Ving Tsun Drills

As well as learning forms, students will also train two-person exercises that develop specific concepts of the Ving Tsun system. These drills allow students to put the Ving Tsun principles learned through the forms into practice with a partner. As the students progress, they will begin working on the Chi Sau exercise, where students exchange techniques in a free flowing dynamic environment. Chi Sau develops good fighting habits ideal for self defense.


Pak Sau

Pak Sau is the first drill taught to students during their Introductory Class.
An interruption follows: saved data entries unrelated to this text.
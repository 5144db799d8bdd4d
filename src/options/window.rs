use serde::{Deserialize, Serialize};

use crate::platform::BackendKind;

#[derive(Debug, Clone, Serialize, Deserialize, PartialEq, Eq)]
#[serde(default)]
/// Native window parameters applied when the window opens.
pub struct WindowOptions {
    /// Initial drawable width in physical pixels.
    pub width: u32,
    /// Initial drawable height in physical pixels.
    pub height: u32,
    /// Window title.
    pub title: String,
    /// Start in fullscreen.
    pub fullscreen: bool,
    /// Show the pointer over the window.
    pub cursor_visible: bool,
    /// Hold the pointer at the window center.
    pub cursor_locked: bool,
    /// Which native backend to open.
    pub backend: BackendKind,
}

impl Default for WindowOptions {
    fn default() -> Self {
        Self {
            width: 800,
            height: 600,
            title: "casement".into(),
            fullscreen: false,
            cursor_visible: true,
            cursor_locked: false,
            backend: BackendKind::default(),
        }
    }
}

impl WindowOptions {
    /// Width over height, 1 for a degenerate size.
    #[must_use]
    pub fn aspect(&self) -> f32 {
        if self.width == 0 || self.height == 0 {
            1.0
        } else {
            self.width as f32 / self.height as f32
        }
    }
}
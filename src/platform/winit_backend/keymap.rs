use winit::keyboard::{self, KeyCode, KeyLocation, NamedKey, PhysicalKey};

use crate::event::Key;

/// Neutral key for a winit key event.
///
/// The physical scan code is authoritative. Only when winit could not
/// identify it is the logical key consulted, with the event's location
/// deciding the side of modifiers.
pub(crate) fn translate(event: &winit::event::KeyEvent) -> Option<Key> {
    match event.physical_key {
        PhysicalKey::Code(code) => from_code(code),
        PhysicalKey::Unidentified(_) => {
            from_logical(&event.logical_key, event.location)
        }
    }
}

#[allow(clippy::too_many_lines)]
pub(crate) fn from_code(code: KeyCode) -> Option<Key> {
    let key = match code {
        KeyCode::Backspace => Key::Backspace,
        KeyCode::Escape => Key::Esc,
        KeyCode::Enter => Key::Enter,
        KeyCode::Tab => Key::Tab,
        KeyCode::CapsLock => Key::CapsLock,
        KeyCode::ScrollLock => Key::ScrollLock,
        KeyCode::NumLock => Key::NumLock,
        KeyCode::Delete => Key::Delete,
        KeyCode::Insert => Key::Insert,
        KeyCode::Pause => Key::Pause,
        KeyCode::PrintScreen => Key::PrintScreen,
        KeyCode::Sleep => Key::Sleep,
        KeyCode::Space => Key::Space,
        KeyCode::PageUp => Key::PageUp,
        KeyCode::PageDown => Key::PageDown,
        KeyCode::Home => Key::Home,
        KeyCode::End => Key::End,

        KeyCode::Comma => Key::Comma,
        KeyCode::Period => Key::Period,
        KeyCode::Equal => Key::Equal,
        KeyCode::Minus => Key::Minus,
        KeyCode::Semicolon => Key::Colon,
        KeyCode::Slash => Key::Slash,
        KeyCode::Backquote => Key::Tilde,
        KeyCode::BracketLeft => Key::LBracket,
        KeyCode::Backslash => Key::Backslash,
        KeyCode::BracketRight => Key::RBracket,
        KeyCode::Quote => Key::Apostrophe,

        KeyCode::ControlLeft => Key::LCtrl,
        KeyCode::AltLeft => Key::LAlt,
        KeyCode::ShiftLeft => Key::LShift,
        KeyCode::SuperLeft => Key::LWin,
        KeyCode::ControlRight => Key::RCtrl,
        KeyCode::AltRight => Key::RAlt,
        KeyCode::ShiftRight => Key::RShift,
        KeyCode::SuperRight => Key::RWin,

        KeyCode::ArrowDown => Key::ArrowDown,
        KeyCode::ArrowRight => Key::ArrowRight,
        KeyCode::ArrowLeft => Key::ArrowLeft,
        KeyCode::ArrowUp => Key::ArrowUp,

        KeyCode::F1 => Key::F1,
        KeyCode::F2 => Key::F2,
        KeyCode::F3 => Key::F3,
        KeyCode::F4 => Key::F4,
        KeyCode::F5 => Key::F5,
        KeyCode::F6 => Key::F6,
        KeyCode::F7 => Key::F7,
        KeyCode::F8 => Key::F8,
        KeyCode::F9 => Key::F9,
        KeyCode::F10 => Key::F10,
        KeyCode::F11 => Key::F11,
        KeyCode::F12 => Key::F12,

        KeyCode::Numpad0 => Key::Numpad0,
        KeyCode::Numpad1 => Key::Numpad1,
        KeyCode::Numpad2 => Key::Numpad2,
        KeyCode::Numpad3 => Key::Numpad3,
        KeyCode::Numpad4 => Key::Numpad4,
        KeyCode::Numpad5 => Key::Numpad5,
        KeyCode::Numpad6 => Key::Numpad6,
        KeyCode::Numpad7 => Key::Numpad7,
        KeyCode::Numpad8 => Key::Numpad8,
        KeyCode::Numpad9 => Key::Numpad9,
        KeyCode::NumpadDecimal | KeyCode::NumpadComma => Key::NumpadDecimal,
        KeyCode::NumpadMultiply => Key::NumpadMultiply,
        KeyCode::NumpadDivide => Key::NumpadDivide,
        KeyCode::NumpadSubtract => Key::NumpadSubtract,
        KeyCode::NumpadAdd => Key::NumpadAdd,
        KeyCode::NumpadEnter => Key::NumpadEnter,

        KeyCode::Digit0 => Key::Num0,
        KeyCode::Digit1 => Key::Num1,
        KeyCode::Digit2 => Key::Num2,
        KeyCode::Digit3 => Key::Num3,
        KeyCode::Digit4 => Key::Num4,
        KeyCode::Digit5 => Key::Num5,
        KeyCode::Digit6 => Key::Num6,
        KeyCode::Digit7 => Key::Num7,
        KeyCode::Digit8 => Key::Num8,
        KeyCode::Digit9 => Key::Num9,
        KeyCode::KeyA => Key::A,
        KeyCode::KeyB => Key::B,
        KeyCode::KeyC => Key::C,
        KeyCode::KeyD => Key::D,
        KeyCode::KeyE => Key::E,
        KeyCode::KeyF => Key::F,
        KeyCode::KeyG => Key::G,
        KeyCode::KeyH => Key::H,
        KeyCode::KeyI => Key::I,
        KeyCode::KeyJ => Key::J,
        KeyCode::KeyK => Key::K,
        KeyCode::KeyL => Key::L,
        KeyCode::KeyM => Key::M,
        KeyCode::KeyN => Key::N,
        KeyCode::KeyO => Key::O,
        KeyCode::KeyP => Key::P,
        KeyCode::KeyQ => Key::Q,
        KeyCode::KeyR => Key::R,
        KeyCode::KeyS => Key::S,
        KeyCode::KeyT => Key::T,
        KeyCode::KeyU => Key::U,
        KeyCode::KeyV => Key::V,
        KeyCode::KeyW => Key::W,
        KeyCode::KeyX => Key::X,
        KeyCode::KeyY => Key::Y,
        KeyCode::KeyZ => Key::Z,
        _ => return None,
    };
    Some(key)
}

/// Fallback through the layout-dependent key.
pub(crate) fn from_logical(
    logical: &keyboard::Key,
    location: KeyLocation,
) -> Option<Key> {
    let sided = |left, right| {
        Some(if location == KeyLocation::Right { right } else { left })
    };
    match logical {
        keyboard::Key::Named(named) => match named {
            NamedKey::Shift => sided(Key::LShift, Key::RShift),
            NamedKey::Control => sided(Key::LCtrl, Key::RCtrl),
            NamedKey::Alt => sided(Key::LAlt, Key::RAlt),
            NamedKey::Super => sided(Key::LWin, Key::RWin),
            NamedKey::Escape => Some(Key::Esc),
            NamedKey::Enter if location == KeyLocation::Numpad => {
                Some(Key::NumpadEnter)
            }
            NamedKey::Enter => Some(Key::Enter),
            NamedKey::Tab => Some(Key::Tab),
            NamedKey::Space => Some(Key::Space),
            NamedKey::Backspace => Some(Key::Backspace),
            _ => None,
        },
        keyboard::Key::Character(text) => {
            let mut chars = text.chars();
            match (chars.next(), chars.next()) {
                (Some(c), None) if c.is_ascii_alphanumeric() => {
                    // single letters and digits share their names with Key
                    c.to_ascii_uppercase().to_string().parse().ok()
                }
                _ => None,
            }
        }
        _ => None,
    }
}

#[cfg(test)]
mod tests {
    use super::*;

    #[test]
    fn physical_codes_map_to_neutral_keys() {
        assert_eq!(from_code(KeyCode::KeyW), Some(Key::W));
        assert_eq!(from_code(KeyCode::Digit7), Some(Key::Num7));
        assert_eq!(from_code(KeyCode::Escape), Some(Key::Esc));
        assert_eq!(from_code(KeyCode::ShiftRight), Some(Key::RShift));
        assert_eq!(from_code(KeyCode::Semicolon), Some(Key::Colon));
        assert_eq!(from_code(KeyCode::NumpadEnter), Some(Key::NumpadEnter));
        assert_eq!(from_code(KeyCode::F13), None);
    }

    #[test]
    fn logical_modifiers_use_location_for_the_side() {
        let shift = keyboard::Key::Named(NamedKey::Shift);
        assert_eq!(
            from_logical(&shift, KeyLocation::Left),
            Some(Key::LShift)
        );
        assert_eq!(
            from_logical(&shift, KeyLocation::Right),
            Some(Key::RShift)
        );
        let ctrl = keyboard::Key::Named(NamedKey::Control);
        assert_eq!(
            from_logical(&ctrl, KeyLocation::Standard),
            Some(Key::LCtrl)
        );
    }

    #[test]
    fn logical_characters_fall_back_by_name() {
        let q = keyboard::Key::Character("q".into());
        assert_eq!(from_logical(&q, KeyLocation::Standard), Some(Key::Q));
        let three = keyboard::Key::Character("3".into());
        assert_eq!(
            from_logical(&three, KeyLocation::Standard),
            Some(Key::Num3)
        );
        let accent = keyboard::Key::Character("é".into());
        assert_eq!(from_logical(&accent, KeyLocation::Standard), None);
    }
}
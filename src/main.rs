//! Demo binary for the casement window shim.

use std::{collections::HashSet, path::Path, time::Instant};

use casement::{
    options::{KeyAction, Options},
    CasementError, Color, Event, Window,
};
use glam::Vec3;

/// Free-flight demo: WASD/QE to move, the lock key to toggle mouse look.
struct Demo {
    window: Window,
    options: Options,
    held: HashSet<KeyAction>,
    locked: bool,
    fullscreen: bool,
    last_frame_time: Instant,
}

impl Demo {
    fn new(options: Options) -> Result<Self, CasementError> {
        let window = Window::builder().options(options.clone()).build()?;
        Ok(Self {
            window,
            locked: options.window.cursor_locked,
            fullscreen: options.window.fullscreen,
            options,
            held: HashSet::new(),
            last_frame_time: Instant::now(),
        })
    }

    fn run(&mut self) -> Result<(), CasementError> {
        while self.window.is_opened() {
            while let Some(event) = self.window.get_event() {
                self.handle_event(event);
            }
            if !self.window.is_opened() {
                break;
            }

            let dt = self.last_frame_time.elapsed().as_secs_f32();
            self.last_frame_time = Instant::now();
            self.fly(dt);

            // tint the background by heading so turning is visible
            let camera = self.window.camera();
            let heading = camera.horizontal_angle().sin() * 0.5 + 0.5;
            let pitch = camera.vertical_angle().sin() * 0.5 + 0.5;
            self.window.clear(Color::rgb(
                0.1,
                0.1 + 0.3 * heading,
                0.2 + 0.3 * pitch,
            ));
            self.window.display()?;
        }
        Ok(())
    }

    fn handle_event(&mut self, event: Event) {
        match event {
            Event::KeyPressed { key } => {
                match self.options.keybindings.lookup(key) {
                    Some(KeyAction::Quit) => self.window.close(),
                    Some(KeyAction::ToggleCursorLock) => {
                        self.locked = !self.locked;
                        self.window.lock_cursor(self.locked);
                        self.window.show_cursor(!self.locked);
                    }
                    Some(KeyAction::ToggleFullscreen) => {
                        self.fullscreen = !self.fullscreen;
                        if let Err(e) =
                            self.window.set_fullscreen(self.fullscreen)
                        {
                            log::warn!("{e}");
                            self.fullscreen = !self.fullscreen;
                        }
                    }
                    Some(action) => {
                        let _ = self.held.insert(action);
                    }
                    None => {}
                }
            }
            Event::KeyReleased { key } => {
                if let Some(action) = self.options.keybindings.lookup(key) {
                    let _ = self.held.remove(&action);
                }
            }
            Event::MouseMoved { x, y } if self.locked => {
                let (width, height) = self.window.size();
                let dx = (x - (width / 2) as i32) as f32;
                let dy = (y - (height / 2) as i32) as f32;
                let sensitivity = self.options.camera.mouse_sensitivity;
                self.window
                    .camera_mut()
                    .mouse_look(dx * sensitivity, dy * sensitivity);
            }
            Event::MouseWheel { delta } => {
                let step = self.options.camera.move_speed * 0.1;
                self.window.camera_mut().move_forward(delta as f32 * step);
            }
            Event::WindowResized { width, height } => {
                let cam = &self.options.camera;
                let aspect = width as f32 / height.max(1) as f32;
                let (fovy, znear, zfar) =
                    (cam.fovy.to_radians(), cam.znear, cam.zfar);
                self.window
                    .camera_mut()
                    .set_perspective_matrix(fovy, aspect, znear, zfar);
            }
            Event::WindowFocus { focused: false } => self.held.clear(),
            Event::WindowClosed => log::info!("window closed"),
            _ => {}
        }
    }

    fn fly(&mut self, dt: f32) {
        // (right, up, front)
        let mut local = Vec3::ZERO;
        for action in &self.held {
            local += match action {
                KeyAction::MoveForward => Vec3::Z,
                KeyAction::MoveBackward => Vec3::NEG_Z,
                KeyAction::StrafeLeft => Vec3::NEG_X,
                KeyAction::StrafeRight => Vec3::X,
                KeyAction::Ascend => Vec3::Y,
                KeyAction::Descend => Vec3::NEG_Y,
                _ => Vec3::ZERO,
            };
        }
        if local != Vec3::ZERO {
            let step = self.options.camera.move_speed * dt;
            self.window.camera_mut().move_relative(local.normalize() * step);
        }
    }
}

fn main() {
    env_logger::init();

    let options = match std::env::args().nth(1) {
        Some(path) => match Options::load(Path::new(&path)) {
            Ok(options) => options,
            Err(e) => {
                log::error!("{path}: {e}");
                std::process::exit(1);
            }
        },
        None => Options::default(),
    };

    let result = Demo::new(options).and_then(|mut demo| demo.run());
    if let Err(e) = result {
        log::error!("{e}");
        std::process::exit(1);
    }
}
//! Logging capability handed to components at construction.
//!
//! Components never reach for a process-wide logger themselves. They hold a
//! [`SharedLogger`] and the application decides where the records go: the
//! default [`LogFacade`] forwards to the `log` crate (and from there to
//! whatever backend the binary installed, `env_logger` for the bundled demo).

use std::{fmt, sync::Arc};

use log::Level;

/// Leveled diagnostic sink.
///
/// Only [`log`](Self::log) is required; the level helpers forward to it.
pub trait Logger {
    /// Emit one record at `level`.
    fn log(&self, level: Level, args: fmt::Arguments<'_>);

    /// Emit a trace-level record.
    fn trace(&self, args: fmt::Arguments<'_>) {
        self.log(Level::Trace, args);
    }

    /// Emit an info-level record.
    fn info(&self, args: fmt::Arguments<'_>) {
        self.log(Level::Info, args);
    }

    /// Emit a warning.
    fn warn(&self, args: fmt::Arguments<'_>) {
        self.log(Level::Warn, args);
    }

    /// Emit an error record.
    fn error(&self, args: fmt::Arguments<'_>) {
        self.log(Level::Error, args);
    }
}

/// Reference-counted logger shared between the window, its backend and the
/// camera.
pub type SharedLogger = Arc<dyn Logger + Send + Sync>;

/// Forwards records to the `log` facade under a fixed target.
#[derive(Debug, Clone, Copy)]
pub struct LogFacade {
    target: &'static str,
}

impl LogFacade {
    /// Create a facade logging under `target`.
    #[must_use]
    pub const fn new(target: &'static str) -> Self {
        Self { target }
    }
}

impl Default for LogFacade {
    fn default() -> Self {
        Self::new("casement")
    }
}

impl Logger for LogFacade {
    fn log(&self, level: Level, args: fmt::Arguments<'_>) {
        log::log!(target: self.target, level, "{args}");
    }
}

/// The logger used when the caller does not inject one.
#[must_use]
pub fn default_logger() -> SharedLogger {
    Arc::new(LogFacade::default())
}

/// Captures records in memory so tests can assert on diagnostics.
#[cfg(test)]
#[derive(Debug, Default)]
pub(crate) struct RecordingLogger {
    records: std::sync::Mutex<Vec<(Level, String)>>,
}

#[cfg(test)]
impl RecordingLogger {
    pub(crate) fn records(&self) -> Vec<(Level, String)> {
        self.records
            .lock()
            .map(|records| records.clone())
            .unwrap_or_default()
    }

    pub(crate) fn contains(&self, level: Level, needle: &str) -> bool {
        self.records()
            .iter()
            .any(|(l, msg)| *l == level && msg.contains(needle))
    }
}

#[cfg(test)]
impl Logger for RecordingLogger {
    fn log(&self, level: Level, args: fmt::Arguments<'_>) {
        if let Ok(mut records) = self.records.lock() {
            records.push((level, args.to_string()));
        }
    }
}

#[cfg(test)]
mod tests {
    use super::*;

    #[test]
    fn level_helpers_forward_to_log() {
        let logger = RecordingLogger::default();
        logger.trace(format_args!("t {}", 1));
        logger.info(format_args!("i"));
        logger.warn(format_args!("w"));
        logger.error(format_args!("e"));

        let levels: Vec<Level> =
            logger.records().into_iter().map(|(l, _)| l).collect();
        assert_eq!(
            levels,
            vec![Level::Trace, Level::Info, Level::Warn, Level::Error]
        );
        assert!(logger.contains(Level::Trace, "t 1"));
    }
}
use serde::{Deserialize, Serialize};

use crate::camera::{
    core::{DEFAULT_FOV, Z_FAR, Z_NEAR},
    OrthographicBounds,
};

#[derive(Debug, Clone, Serialize, Deserialize, PartialEq)]
#[serde(default)]
/// Camera projection, placement and control parameters.
pub struct CameraOptions {
    /// Vertical field of view in degrees.
    pub fovy: f32,
    /// Near clipping plane distance.
    pub znear: f32,
    /// Far clipping plane distance.
    pub zfar: f32,
    /// Orthographic view volume.
    pub orthographic: OrthographicBounds,
    /// Initial eye position.
    pub eye: [f32; 3],
    /// Initial look-at target.
    pub at: [f32; 3],
    /// Initial up hint.
    pub up: [f32; 3],
    /// Radians of mouse look per pixel of pointer travel.
    pub mouse_sensitivity: f32,
    /// Movement speed in world units per second.
    pub move_speed: f32,
}

impl Default for CameraOptions {
    fn default() -> Self {
        Self {
            fovy: DEFAULT_FOV.to_degrees(),
            znear: Z_NEAR,
            zfar: Z_FAR,
            orthographic: OrthographicBounds::default(),
            eye: [0.0, 0.0, 0.0],
            at: [0.0, 0.0, -1.0],
            up: [0.0, 1.0, 0.0],
            mouse_sensitivity: 0.003,
            move_speed: 5.0,
        }
    }
}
Pak Sau (slap hand) allows one student to train a basic block while the other student trains to throw chain punches.


Pak Dar

Pak Dar (slap hit) builds off of Pak Sau and allows the student who is blocking to train simultaneous defense and offense, a hallmark of Ving Tsun. 


Lap Sau

Lap Sau (pulling hand) allows students to further develop their reflexes and sensitivity while introducing the Bong Sau (wing arm) technique.


Don Chi Sau

Don Chi Sau (single hand Chi Sau) is a precursor to Chi Sau and emphasizes correct positioning, relaxation, and sensitivity.


Luk Sau

Luk Sau (rolling hands) builds off of Don Chi Sau and allows students to further develop their positioning, relaxation and sensitivity.


Tsui Ma

Tsui Ma (push horse) allows students to further develop their stance by being pushed and by moving others with their stance.


Chi Gerk

Chi Gerk (sticky legs) is a drill that trains sensitivity for the legs as well as developing balance and positioning.


Chi Sau

Chi Sau (sticky hands) is arguably the most synonymous and popular drill when most people think about Ving Tsun. Chi Sau is a dynamic exercise that allows students to exchange techniques and promotes sensitivity, relaxation, and proper positioning.


There are not many sets of training exercises in Wing Chun. They are easy to learn but to master them requires determination.